### Task description
Whenever a line below includes the string "usize", show it.

[Recorded information Boundary: Start]

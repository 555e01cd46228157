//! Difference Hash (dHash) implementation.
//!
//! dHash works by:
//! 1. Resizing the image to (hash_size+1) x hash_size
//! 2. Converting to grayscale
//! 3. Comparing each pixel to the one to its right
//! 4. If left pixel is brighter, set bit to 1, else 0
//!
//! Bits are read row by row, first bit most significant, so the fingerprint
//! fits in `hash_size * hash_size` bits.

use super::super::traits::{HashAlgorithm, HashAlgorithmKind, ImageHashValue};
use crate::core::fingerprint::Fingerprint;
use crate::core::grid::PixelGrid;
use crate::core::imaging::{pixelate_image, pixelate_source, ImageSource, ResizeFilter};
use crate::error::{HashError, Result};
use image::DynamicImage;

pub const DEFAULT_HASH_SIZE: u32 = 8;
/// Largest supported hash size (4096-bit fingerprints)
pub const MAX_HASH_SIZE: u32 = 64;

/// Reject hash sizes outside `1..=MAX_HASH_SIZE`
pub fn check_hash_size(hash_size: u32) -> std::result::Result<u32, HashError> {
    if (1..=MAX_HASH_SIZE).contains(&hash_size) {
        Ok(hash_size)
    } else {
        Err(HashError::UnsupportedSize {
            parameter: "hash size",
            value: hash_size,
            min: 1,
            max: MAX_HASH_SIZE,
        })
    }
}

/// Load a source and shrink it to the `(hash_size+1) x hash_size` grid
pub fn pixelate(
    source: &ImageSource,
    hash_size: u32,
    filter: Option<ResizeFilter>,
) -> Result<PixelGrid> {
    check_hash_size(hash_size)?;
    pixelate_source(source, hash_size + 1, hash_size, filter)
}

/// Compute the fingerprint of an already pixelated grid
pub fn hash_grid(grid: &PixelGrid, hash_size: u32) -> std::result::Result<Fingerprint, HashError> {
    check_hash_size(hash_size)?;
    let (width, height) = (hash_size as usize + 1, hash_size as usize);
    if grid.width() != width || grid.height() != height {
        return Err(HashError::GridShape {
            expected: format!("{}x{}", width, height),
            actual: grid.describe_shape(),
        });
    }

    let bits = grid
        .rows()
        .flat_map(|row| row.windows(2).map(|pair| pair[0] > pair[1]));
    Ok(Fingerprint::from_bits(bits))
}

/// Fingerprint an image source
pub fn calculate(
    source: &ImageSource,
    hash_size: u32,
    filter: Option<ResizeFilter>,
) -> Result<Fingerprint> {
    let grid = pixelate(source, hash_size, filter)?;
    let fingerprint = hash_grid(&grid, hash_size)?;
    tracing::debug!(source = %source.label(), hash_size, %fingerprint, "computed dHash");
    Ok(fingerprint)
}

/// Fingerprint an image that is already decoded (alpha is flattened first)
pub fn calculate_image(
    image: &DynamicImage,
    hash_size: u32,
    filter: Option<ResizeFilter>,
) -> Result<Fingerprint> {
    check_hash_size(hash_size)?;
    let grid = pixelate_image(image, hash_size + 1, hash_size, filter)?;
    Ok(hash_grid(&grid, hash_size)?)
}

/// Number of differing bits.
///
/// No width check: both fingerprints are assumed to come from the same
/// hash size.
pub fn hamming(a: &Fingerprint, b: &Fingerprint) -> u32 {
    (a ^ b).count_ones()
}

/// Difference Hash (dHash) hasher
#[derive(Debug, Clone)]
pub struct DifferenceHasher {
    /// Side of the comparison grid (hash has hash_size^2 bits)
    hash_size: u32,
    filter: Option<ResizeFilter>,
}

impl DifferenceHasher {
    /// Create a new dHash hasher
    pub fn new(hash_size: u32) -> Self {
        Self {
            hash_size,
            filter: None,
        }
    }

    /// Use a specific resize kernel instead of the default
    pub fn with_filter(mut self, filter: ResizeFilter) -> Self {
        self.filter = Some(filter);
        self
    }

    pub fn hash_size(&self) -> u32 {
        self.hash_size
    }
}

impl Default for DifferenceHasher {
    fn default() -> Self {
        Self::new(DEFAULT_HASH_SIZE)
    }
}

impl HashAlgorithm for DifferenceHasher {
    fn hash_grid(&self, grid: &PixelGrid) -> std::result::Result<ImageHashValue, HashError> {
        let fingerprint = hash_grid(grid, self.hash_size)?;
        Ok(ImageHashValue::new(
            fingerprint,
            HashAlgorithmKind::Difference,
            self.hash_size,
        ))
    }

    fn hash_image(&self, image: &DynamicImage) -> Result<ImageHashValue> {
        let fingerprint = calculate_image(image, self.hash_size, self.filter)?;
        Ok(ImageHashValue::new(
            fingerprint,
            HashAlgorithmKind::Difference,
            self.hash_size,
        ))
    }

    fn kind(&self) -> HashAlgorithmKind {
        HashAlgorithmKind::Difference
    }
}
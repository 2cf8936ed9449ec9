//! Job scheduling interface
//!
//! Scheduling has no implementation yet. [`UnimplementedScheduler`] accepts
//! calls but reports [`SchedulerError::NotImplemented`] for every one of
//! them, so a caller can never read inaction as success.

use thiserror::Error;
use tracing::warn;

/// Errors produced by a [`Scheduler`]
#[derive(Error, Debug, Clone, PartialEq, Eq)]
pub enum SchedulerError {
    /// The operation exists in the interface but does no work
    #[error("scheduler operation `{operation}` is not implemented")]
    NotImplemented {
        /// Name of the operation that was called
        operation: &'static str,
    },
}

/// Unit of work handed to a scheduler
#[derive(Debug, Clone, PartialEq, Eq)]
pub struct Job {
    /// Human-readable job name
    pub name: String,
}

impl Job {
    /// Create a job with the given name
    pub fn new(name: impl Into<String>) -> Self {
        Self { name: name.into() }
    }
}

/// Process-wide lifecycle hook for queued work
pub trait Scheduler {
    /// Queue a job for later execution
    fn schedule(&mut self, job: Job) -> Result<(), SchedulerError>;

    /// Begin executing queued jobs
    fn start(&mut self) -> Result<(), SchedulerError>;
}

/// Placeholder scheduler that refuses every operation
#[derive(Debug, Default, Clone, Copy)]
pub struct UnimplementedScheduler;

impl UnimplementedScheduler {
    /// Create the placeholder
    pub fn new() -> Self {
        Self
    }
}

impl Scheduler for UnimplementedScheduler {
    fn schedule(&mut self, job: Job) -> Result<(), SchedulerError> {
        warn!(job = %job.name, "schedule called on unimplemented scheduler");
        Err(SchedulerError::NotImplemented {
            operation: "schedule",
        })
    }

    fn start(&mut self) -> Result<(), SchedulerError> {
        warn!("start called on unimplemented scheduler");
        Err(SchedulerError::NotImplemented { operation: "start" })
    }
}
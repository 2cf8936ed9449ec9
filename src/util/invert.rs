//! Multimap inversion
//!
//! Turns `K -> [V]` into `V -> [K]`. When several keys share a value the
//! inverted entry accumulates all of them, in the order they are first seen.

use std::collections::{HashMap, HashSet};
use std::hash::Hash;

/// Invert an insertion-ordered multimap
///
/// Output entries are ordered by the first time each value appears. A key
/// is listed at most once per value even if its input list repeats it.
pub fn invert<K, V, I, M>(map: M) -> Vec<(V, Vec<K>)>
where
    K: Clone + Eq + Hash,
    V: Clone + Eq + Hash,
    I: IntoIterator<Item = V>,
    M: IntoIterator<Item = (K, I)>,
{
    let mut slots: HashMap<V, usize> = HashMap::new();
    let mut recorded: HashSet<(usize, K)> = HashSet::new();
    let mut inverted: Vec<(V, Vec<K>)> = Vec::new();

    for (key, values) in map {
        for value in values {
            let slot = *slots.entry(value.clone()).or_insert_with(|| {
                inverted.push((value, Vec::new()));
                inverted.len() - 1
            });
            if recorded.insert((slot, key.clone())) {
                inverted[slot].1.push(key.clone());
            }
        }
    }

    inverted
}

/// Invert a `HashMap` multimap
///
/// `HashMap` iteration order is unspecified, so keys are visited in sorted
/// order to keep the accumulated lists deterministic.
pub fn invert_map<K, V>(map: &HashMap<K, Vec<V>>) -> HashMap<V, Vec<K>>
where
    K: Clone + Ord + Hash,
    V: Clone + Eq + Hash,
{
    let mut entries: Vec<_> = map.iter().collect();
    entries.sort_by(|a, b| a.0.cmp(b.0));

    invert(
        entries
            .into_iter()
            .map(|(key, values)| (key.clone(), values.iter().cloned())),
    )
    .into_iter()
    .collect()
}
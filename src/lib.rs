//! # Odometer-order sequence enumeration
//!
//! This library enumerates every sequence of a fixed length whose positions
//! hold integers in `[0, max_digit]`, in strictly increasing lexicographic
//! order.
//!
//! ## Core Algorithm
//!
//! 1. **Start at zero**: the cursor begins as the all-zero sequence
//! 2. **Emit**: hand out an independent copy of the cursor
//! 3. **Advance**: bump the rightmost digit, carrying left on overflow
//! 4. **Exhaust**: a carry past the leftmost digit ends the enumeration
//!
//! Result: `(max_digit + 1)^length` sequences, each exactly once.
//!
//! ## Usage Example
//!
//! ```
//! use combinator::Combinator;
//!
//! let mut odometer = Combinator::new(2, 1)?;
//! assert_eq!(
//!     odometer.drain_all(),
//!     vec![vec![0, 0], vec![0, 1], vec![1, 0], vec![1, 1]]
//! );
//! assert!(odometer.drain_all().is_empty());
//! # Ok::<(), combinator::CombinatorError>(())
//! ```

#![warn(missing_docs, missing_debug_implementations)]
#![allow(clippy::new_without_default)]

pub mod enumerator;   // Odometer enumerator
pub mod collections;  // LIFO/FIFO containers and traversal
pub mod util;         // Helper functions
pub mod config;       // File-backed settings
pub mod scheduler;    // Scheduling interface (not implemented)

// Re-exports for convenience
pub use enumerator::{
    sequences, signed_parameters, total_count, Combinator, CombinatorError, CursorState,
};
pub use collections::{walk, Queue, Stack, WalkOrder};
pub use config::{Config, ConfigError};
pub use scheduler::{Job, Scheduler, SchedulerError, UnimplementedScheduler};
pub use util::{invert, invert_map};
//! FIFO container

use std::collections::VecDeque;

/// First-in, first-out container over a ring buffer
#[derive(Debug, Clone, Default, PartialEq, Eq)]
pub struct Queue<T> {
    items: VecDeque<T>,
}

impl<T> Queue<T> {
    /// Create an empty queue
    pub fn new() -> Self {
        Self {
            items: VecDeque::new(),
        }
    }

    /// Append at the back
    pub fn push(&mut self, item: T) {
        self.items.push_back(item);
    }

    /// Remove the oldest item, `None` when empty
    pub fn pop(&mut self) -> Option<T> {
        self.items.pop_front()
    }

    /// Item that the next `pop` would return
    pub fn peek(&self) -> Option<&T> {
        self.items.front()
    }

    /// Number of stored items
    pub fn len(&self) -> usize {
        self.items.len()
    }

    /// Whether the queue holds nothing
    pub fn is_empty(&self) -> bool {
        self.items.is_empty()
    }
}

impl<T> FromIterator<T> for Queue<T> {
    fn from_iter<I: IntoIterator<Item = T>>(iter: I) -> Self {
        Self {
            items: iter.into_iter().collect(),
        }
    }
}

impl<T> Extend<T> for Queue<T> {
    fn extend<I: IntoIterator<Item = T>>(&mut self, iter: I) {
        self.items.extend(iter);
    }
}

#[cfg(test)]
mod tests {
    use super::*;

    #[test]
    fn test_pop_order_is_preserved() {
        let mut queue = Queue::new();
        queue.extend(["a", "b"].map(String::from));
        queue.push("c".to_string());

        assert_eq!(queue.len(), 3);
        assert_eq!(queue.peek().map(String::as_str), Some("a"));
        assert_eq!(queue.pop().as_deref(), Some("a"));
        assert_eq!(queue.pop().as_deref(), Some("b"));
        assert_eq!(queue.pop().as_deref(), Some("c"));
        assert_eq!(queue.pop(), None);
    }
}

[Recorded information Boundary: End]
[Recorded information Boundary: Start]

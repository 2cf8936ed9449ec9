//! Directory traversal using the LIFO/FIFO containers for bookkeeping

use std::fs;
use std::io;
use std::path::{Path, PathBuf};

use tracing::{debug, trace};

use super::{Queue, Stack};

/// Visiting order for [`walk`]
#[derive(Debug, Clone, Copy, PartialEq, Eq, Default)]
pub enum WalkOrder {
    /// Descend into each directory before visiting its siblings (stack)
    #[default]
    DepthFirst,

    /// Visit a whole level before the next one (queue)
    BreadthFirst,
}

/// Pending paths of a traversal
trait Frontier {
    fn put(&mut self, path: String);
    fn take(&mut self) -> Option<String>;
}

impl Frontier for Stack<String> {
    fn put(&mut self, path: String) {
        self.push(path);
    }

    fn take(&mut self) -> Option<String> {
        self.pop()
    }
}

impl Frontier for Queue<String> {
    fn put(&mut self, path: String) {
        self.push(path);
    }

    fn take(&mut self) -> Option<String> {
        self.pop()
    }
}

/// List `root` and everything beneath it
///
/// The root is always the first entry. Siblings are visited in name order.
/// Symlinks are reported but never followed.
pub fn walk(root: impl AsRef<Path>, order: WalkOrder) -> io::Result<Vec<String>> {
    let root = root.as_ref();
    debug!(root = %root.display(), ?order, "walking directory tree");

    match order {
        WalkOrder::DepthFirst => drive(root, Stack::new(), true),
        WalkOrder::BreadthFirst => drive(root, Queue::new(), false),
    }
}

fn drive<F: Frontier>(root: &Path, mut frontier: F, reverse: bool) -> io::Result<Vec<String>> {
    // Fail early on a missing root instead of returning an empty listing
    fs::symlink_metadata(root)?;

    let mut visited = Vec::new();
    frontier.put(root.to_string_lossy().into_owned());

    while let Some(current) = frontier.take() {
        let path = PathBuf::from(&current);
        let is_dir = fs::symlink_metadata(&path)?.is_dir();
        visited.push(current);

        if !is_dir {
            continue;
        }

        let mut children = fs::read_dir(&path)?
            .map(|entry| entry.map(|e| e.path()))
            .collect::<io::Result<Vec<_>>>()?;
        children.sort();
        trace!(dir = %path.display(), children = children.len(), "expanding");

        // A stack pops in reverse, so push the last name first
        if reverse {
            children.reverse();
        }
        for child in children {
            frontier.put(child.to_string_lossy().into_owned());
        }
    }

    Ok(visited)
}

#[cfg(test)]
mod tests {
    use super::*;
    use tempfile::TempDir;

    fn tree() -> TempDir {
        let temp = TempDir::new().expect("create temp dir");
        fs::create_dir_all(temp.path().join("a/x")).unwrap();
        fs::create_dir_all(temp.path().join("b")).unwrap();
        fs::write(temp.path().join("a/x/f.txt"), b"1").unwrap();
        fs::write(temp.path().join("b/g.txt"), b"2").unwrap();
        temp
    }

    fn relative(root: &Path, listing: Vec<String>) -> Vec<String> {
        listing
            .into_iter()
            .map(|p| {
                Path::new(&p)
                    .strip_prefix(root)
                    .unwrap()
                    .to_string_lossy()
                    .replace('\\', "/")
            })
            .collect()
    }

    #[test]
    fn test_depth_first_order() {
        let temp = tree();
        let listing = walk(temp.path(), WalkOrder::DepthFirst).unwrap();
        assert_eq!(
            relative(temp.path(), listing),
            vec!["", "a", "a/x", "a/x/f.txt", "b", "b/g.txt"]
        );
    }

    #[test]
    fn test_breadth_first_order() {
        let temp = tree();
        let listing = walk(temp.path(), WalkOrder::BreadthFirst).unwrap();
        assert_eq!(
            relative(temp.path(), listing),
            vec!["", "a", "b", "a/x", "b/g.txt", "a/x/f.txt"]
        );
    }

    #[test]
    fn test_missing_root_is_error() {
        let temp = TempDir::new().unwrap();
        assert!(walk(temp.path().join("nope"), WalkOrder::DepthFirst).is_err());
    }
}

[Recorded information Boundary: End]

### Answer space
    let (width, height) = (hash_size as usize + 1, hash_size as usize);
    let mut slots: HashMap<V, usize> = HashMap::new();
    let mut recorded: HashSet<(usize, K)> = HashSet::new();
    pub fn len(&self) -> usize {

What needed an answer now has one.